WHAT TO PRODUCE:
In the entries that follow, find the word "proptest" and report each line it is on.

=== RECORDS SUPPLIED ===

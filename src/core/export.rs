//! CSV export of a computed schedule.
//!
//! ```csv
//! Year,Opening Balance,Interest Earned,Reinvested,Closing Balance
//! 1,3000.00,150.00,150.00,3150.00
//! 2,3150.00,157.50,157.50,3307.50
//! ```
//!
//! Money columns carry exactly two decimals, rows end with `\n` and the last
//! row has no trailing terminator.

use csv::{ReaderBuilder, Terminator, WriterBuilder};
use serde::Deserialize;

use super::error::ExportError;
use super::format::fixed2;
use super::types::YearRecord;

pub const CSV_HEADERS: [&str; 5] = [
    "Year",
    "Opening Balance",
    "Interest Earned",
    "Reinvested",
    "Closing Balance",
];

pub const CSV_FILE_NAME: &str = "compound_interest.csv";

/// One parsed export row. Values carry the two-decimal precision of the file.
#[derive(Debug, Clone, Copy, PartialEq, Deserialize)]
pub struct CsvRow {
    #[serde(rename = "Year")]
    pub year: u32,
    #[serde(rename = "Opening Balance")]
    pub opening_balance: f64,
    #[serde(rename = "Interest Earned")]
    pub interest_earned: f64,
    #[serde(rename = "Reinvested")]
    pub reinvested_amount: f64,
    #[serde(rename = "Closing Balance")]
    pub closing_balance: f64,
}

pub fn build_csv(records: &[YearRecord]) -> Result<String, ExportError> {
    let mut writer = WriterBuilder::new()
        .terminator(Terminator::Any(b'\n'))
        .from_writer(Vec::new());

    writer.write_record(CSV_HEADERS)?;
    for record in records {
        writer.write_record([
            record.year.to_string(),
            fixed2(record.opening_balance),
            fixed2(record.interest_earned),
            fixed2(record.reinvested_amount),
            fixed2(record.closing_balance),
        ])?;
    }

    let bytes = writer
        .into_inner()
        .map_err(|e| csv::Error::from(e.into_error()))?;
    let mut text = String::from_utf8(bytes)?;
    if text.ends_with('\n') {
        text.pop();
    }
    Ok(text)
}

/// Reads an export produced by [`build_csv`] back into rows.
pub fn parse_csv(text: &str) -> Result<Vec<CsvRow>, ExportError> {
    let mut reader = ReaderBuilder::new()
        .has_headers(true)
        .from_reader(text.as_bytes());

    let headers = reader.headers()?.clone();
    if headers.iter().ne(CSV_HEADERS.iter().copied()) {
        return Err(ExportError::Malformed {
            line: 1,
            reason: format!("unexpected header row {:?}", headers.iter().collect::<Vec<_>>()),
        });
    }

    let mut rows = Vec::new();
    for row in reader.deserialize::<CsvRow>() {
        rows.push(row?);
    }

    for (idx, row) in rows.iter().enumerate() {
        let expected_year = idx as u32 + 1;
        if row.year != expected_year {
            return Err(ExportError::Malformed {
                line: idx as u64 + 2,
                reason: format!("expected year {expected_year}, found {}", row.year),
            });
        }
    }
    Ok(rows)
}

#[cfg(test)]
mod tests {
    use super::*;
    use crate::core::engine::compute;
    use proptest::prelude::{prop_assert, prop_assert_eq, proptest};

    #[test]
    fn worked_example_exports_expected_text() {
        let schedule = compute(3_000.0, 5.0, 3.0, 100.0).expect("valid inputs");
        let csv = build_csv(&schedule.years).expect("export should succeed");
        assert_eq!(
            csv,
            "Year,Opening Balance,Interest Earned,Reinvested,Closing Balance\n\
             1,3000.00,150.00,150.00,3150.00\n\
             2,3150.00,157.50,157.50,3307.50\n\
             3,3307.50,165.38,165.38,3472.88"
        );
    }

    #[test]
    fn empty_schedule_exports_header_only() {
        let csv = build_csv(&[]).expect("export should succeed");
        assert_eq!(csv, CSV_HEADERS.join(","));
    }

    #[test]
    fn negative_values_are_not_quoted() {
        let schedule = compute(1_000.0, -12.5, 1.0, 100.0).expect("valid inputs");
        let csv = build_csv(&schedule.years).expect("export should succeed");
        assert!(csv.ends_with("1,1000.00,-125.00,-125.00,875.00"));
        assert!(!csv.contains('"'));
    }

    #[test]
    fn parse_rejects_foreign_headers() {
        let err = parse_csv("Year,Balance\n1,10.00").expect_err("must reject header");
        assert!(matches!(err, ExportError::Malformed { line: 1, .. }));
    }

    #[test]
    fn parse_rejects_gapped_years() {
        let text = format!(
            "{}\n1,1.00,0.00,0.00,1.00\n3,1.00,0.00,0.00,1.00",
            CSV_HEADERS.join(",")
        );
        let err = parse_csv(&text).expect_err("must reject gap");
        assert!(matches!(err, ExportError::Malformed { line: 3, .. }));
    }

    #[test]
    fn parse_rejects_non_numeric_cells() {
        let text = format!("{}\n1,abc,0.00,0.00,1.00", CSV_HEADERS.join(","));
        let err = parse_csv(&text).expect_err("must reject text cell");
        assert!(matches!(err, ExportError::Csv(_)));
    }

    #[test]
    fn huge_balances_export_as_finite_values() {
        let schedule = compute(1e307, 0.0, 1.0, 0.0).expect("valid inputs");
        let csv = build_csv(&schedule.years).expect("export should succeed");
        assert!(!csv.contains("inf"), "finite balance exported as {csv}");

        let rows = parse_csv(&csv).expect("export should parse");
        assert_eq!(rows[0].opening_balance, 1e307);
        assert_eq!(rows[0].closing_balance, 1e307);
    }

    #[test]
    fn large_balances_keep_their_cents() {
        let schedule = compute(123_456_789_012_345.67, 0.0, 1.0, 100.0).expect("valid inputs");
        let csv = build_csv(&schedule.years).expect("export should succeed");
        assert!(csv.ends_with("1,123456789012345.67,0.00,0.00,123456789012345.67"));
    }

    proptest! {
        #![proptest_config(proptest::test_runner::Config::with_cases(48))]

        #[test]
        fn prop_export_reproduces_values_to_two_decimals(
            principal_cents in 0u64..100_000_000,
            rate_bp in -3_000i32..3_000,
            years in 1u32..40,
            reinvest_bp in 0u32..20_000
        ) {
            let schedule = compute(
                principal_cents as f64 / 100.0,
                rate_bp as f64 / 100.0,
                f64::from(years),
                reinvest_bp as f64 / 100.0,
            )
            .expect("generated inputs are valid");
            let csv = build_csv(&schedule.years).expect("export should succeed");
            prop_assert!(!csv.ends_with('\n'));
            prop_assert_eq!(csv.lines().count(), years as usize + 1);

            let rows = parse_csv(&csv).expect("export should parse");
            prop_assert_eq!(rows.len(), schedule.years.len());
            for (row, record) in rows.iter().zip(&schedule.years) {
                prop_assert_eq!(row.year, record.year);
                for (parsed, exact) in [
                    (row.opening_balance, record.opening_balance),
                    (row.interest_earned, record.interest_earned),
                    (row.reinvested_amount, record.reinvested_amount),
                    (row.closing_balance, record.closing_balance),
                ] {
                    prop_assert!(
                        (parsed - exact).abs() <= 0.005 + 1e-9 * exact.abs().max(1.0),
                        "parsed {} vs exact {}",
                        parsed,
                        exact
                    );
                }
            }
        }

        #[test]
        fn prop_large_balances_round_trip_to_two_decimals(
            mantissa in 1.0f64..10.0,
            exponent in 6i32..300,
            rate_bp in -3_000i32..3_000,
            years in 1u32..8,
            reinvest_bp in 0u32..20_000
        ) {
            let principal = mantissa * 10f64.powi(exponent);
            let schedule = compute(
                principal,
                rate_bp as f64 / 100.0,
                f64::from(years),
                reinvest_bp as f64 / 100.0,
            )
            .expect("generated inputs are valid");
            let csv = build_csv(&schedule.years).expect("export should succeed");
            prop_assert!(!csv.contains("inf"));

            let rows = parse_csv(&csv).expect("export should parse");
            for (row, record) in rows.iter().zip(&schedule.years) {
                for (parsed, exact) in [
                    (row.opening_balance, record.opening_balance),
                    (row.interest_earned, record.interest_earned),
                    (row.reinvested_amount, record.reinvested_amount),
                    (row.closing_balance, record.closing_balance),
                ] {
                    prop_assert!(
                        (parsed - exact).abs() <= 0.005 + 1e-12 * exact.abs(),
                        "parsed {} vs exact {}",
                        parsed,
                        exact
                    );
                }
            }
        }
    }
}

===

EXERCISE RESULT:
    use proptest::prelude::{prop_assert, prop_assert_eq, proptest};
    proptest! {
        #![proptest_config(proptest::test_runner::Config::with_cases(48))]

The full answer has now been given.